Genome‐wide analysis of the unfolded protein response in fibroblasts from congenital disorders of glycosylation type‐I patients

Congenital disorders of glycosylation (CDG) are a family of diseases characterized by defects of N‐linked glycosylation. In CDG‐I, several genetic defects cause a shortage of dolichol‐linked oligosaccharides, which leads to underglycosylation of nascent glycoproteins. N‐linked glycosylation is important for proper folding and trafficking of glycoproteins. Inhibition of glycosylation results in the buildup of misfolded proteins in the endoplasmic reticulum, which induces a protective reaction known as the unfolded protein response (UPR). To investigate whether UPR components are induced in CDG, we have performed a transcriptome analysis of primary fibroblasts from unaffected control subjects and from CDG‐I patients using oligonucleotide gene expression arrays. The stress imposed by CDG was also compared with the stress induced by tunicamycin and glucose deprivation.
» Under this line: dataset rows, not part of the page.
use contracts::domain::egg_sale::{CreateEggSale, EggSale, EggSaleSummary, UpdateEggSale};
use contracts::shared::envelope::Paginated;

use crate::shared::api_utils::api_base;
use crate::shared::resource::{ApiClient, ApiError, ListFilter, ResourceClient};
use crate::system::auth::context::token_provider;

#[derive(Clone)]
pub struct EggSaleClient {
    api: ApiClient,
}

impl EggSaleClient {
    pub fn from_context() -> Self {
        Self {
            api: ApiClient::new(api_base(), token_provider()),
        }
    }
}

impl ResourceClient for EggSaleClient {
    type Record = EggSale;
    type Create = CreateEggSale;
    type Update = UpdateEggSale;
    type Summary = EggSaleSummary;

    async fn list(
        &self,
        page: u32,
        limit: u32,
        filter: &ListFilter,
    ) -> Result<Paginated<EggSale>, ApiError> {
        self.api
            .get(&format!("/egg-sales?{}", filter.list_query(page, limit)))
            .await
    }

    async fn create(&self, body: &CreateEggSale) -> Result<EggSale, ApiError> {
        self.api.post("/egg-sales", body).await
    }

    async fn update(&self, id: i64, body: &UpdateEggSale) -> Result<Option<EggSale>, ApiError> {
        self.api.put(&format!("/egg-sales/{id}"), body).await
    }

    async fn remove(&self, id: i64) -> Result<(), ApiError> {
        self.api.delete(&format!("/egg-sales/{id}")).await
    }

    async fn summary(&self, filter: &ListFilter) -> Result<EggSaleSummary, ApiError> {
        self.api
            .get(&format!("/egg-sales/summary{}", filter.summary_query()))
            .await
    }
}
Whereas tunicamycin elicited a strong transcriptional response typical for the UPR, CDG fibroblasts displayed a qualitatively similar yet moderate induction of genes encoding components of the UPR. Among these genes, the PERK kinase inhibitor DNAJC3/P58 IPK gene showed the highest induction throughout all CDG‐I types tested. This was paralleled by elevated expression of genes involved in amino acid biosynthesis and transport, which defined a new component of the cellular response to glycosylation stress.